═════ DATA ═════

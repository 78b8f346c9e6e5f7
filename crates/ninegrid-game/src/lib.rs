//! Game-play state for Ninegrid Sudoku.
//!
//! [`Board`] is the mutable aggregate a session revolves around: givens,
//! player fills, candidate (pencil) marks, the selection cursor, and the
//! stored solution. Every mutation returns a [`PlayOutcome`] instead of
//! firing callbacks, so frontends branch on plain values. [`Session`] wraps
//! a board with the scoring, mistake-limit, hint-budget, and play-clock
//! bookkeeping.
//!
//! # Examples
//!
//! ```
//! use ninegrid_core::Position;
//! use ninegrid_game::{PlayOutcome, Session};
//! use ninegrid_generator::{Difficulty, PuzzleGenerator};
//!
//! let puzzle = PuzzleGenerator::new().generate(Difficulty::Easy);
//! let mut session = Session::new(puzzle);
//!
//! // Nothing selected yet, so the move is reported back, not applied.
//! use ninegrid_core::Digit;
//! assert_eq!(session.place(Digit::D1), PlayOutcome::NoSelection);
//!
//! session.select(Position::new(0, 0));
//! let outcome = session.place(Digit::D1);
//! assert!(outcome.changes_board() || outcome.is_ignored());
//! ```

pub use self::{
    board::{Board, BoardError, BoardSnapshot},
    cell::CellState,
    outcome::PlayOutcome,
    session::{MAX_HINTS, MISTAKE_LIMIT, Session, SessionStatus},
};

mod board;
mod cell;
mod outcome;
mod session;
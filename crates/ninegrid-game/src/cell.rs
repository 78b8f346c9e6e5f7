//! Per-cell state.

use ninegrid_core::{Digit, DigitSet};

/// The state of one board cell.
///
/// A cell either carries a decided digit (a puzzle given or a player fill),
/// a non-empty set of candidate marks, or nothing at all. An empty mark set
/// is never stored: removing the last mark collapses the cell back to
/// [`CellState::Empty`].
#[derive(Debug, Clone, Copy, PartialEq, Eq, derive_more::IsVariant)]
pub enum CellState {
    /// An immutable clue from the original puzzle.
    Given(Digit),
    /// A digit entered by the player; may be wrong, may be erased.
    Filled(Digit),
    /// An empty cell annotated with candidate (pencil) marks.
    Marked(DigitSet),
    /// An empty cell with no annotations.
    Empty,
}

impl CellState {
    /// Returns the decided digit, if any (given or filled).
    #[must_use]
    pub const fn as_digit(&self) -> Option<Digit> {
        match self {
            Self::Given(digit) | Self::Filled(digit) => Some(*digit),
            Self::Marked(_) | Self::Empty => None,
        }
    }

    /// Returns `true` when the cell holds no digit (empty or marked).
    #[must_use]
    pub const fn is_vacant(&self) -> bool {
        self.as_digit().is_none()
    }

    /// Returns the cell's candidate marks; empty unless the cell is
    /// [`CellState::Marked`].
    #[must_use]
    pub const fn marks(&self) -> DigitSet {
        match self {
            Self::Marked(marks) => *marks,
            _ => DigitSet::EMPTY,
        }
    }

    /// Replaces the cell's marks, normalizing an empty set to
    /// [`CellState::Empty`].
    ///
    /// Only meaningful on vacant cells; callers must not invoke this on a
    /// given or filled cell.
    pub fn set_marks(&mut self, marks: DigitSet) {
        debug_assert!(self.is_vacant());
        *self = if marks.is_empty() {
            Self::Empty
        } else {
            Self::Marked(marks)
        };
    }

    /// Adds a mark on a vacant cell; no-op on given/filled cells.
    pub fn add_mark(&mut self, digit: Digit) {
        let mut marks = self.marks();
        if self.is_vacant() {
            marks.insert(digit);
            self.set_marks(marks);
        }
    }

    /// Removes a mark if present; no-op on given/filled cells.
    pub fn drop_mark(&mut self, digit: Digit) {
        if let Self::Marked(mut marks) = *self {
            marks.remove(digit);
            self.set_marks(marks);
        }
    }

    /// Toggles a mark on a vacant cell; no-op on given/filled cells.
    pub fn toggle_mark(&mut self, digit: Digit) {
        let mut marks = self.marks();
        if self.is_vacant() {
            marks.toggle(digit);
            self.set_marks(marks);
        }
    }
}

═════

# [EXERCISE INSTRUCTIONS]
From the line holding "pub const fn marks(&self)" to the line holding "empty set to", inclusive, restate each line above exactly as written.

# [ANSWER AREA]
    pub const fn marks(&self) -> DigitSet {
        match self {
            Self::Marked(marks) => *marks,
            _ => DigitSet::EMPTY,
        }
    }

    /// Replaces the cell's marks, normalizing an empty set to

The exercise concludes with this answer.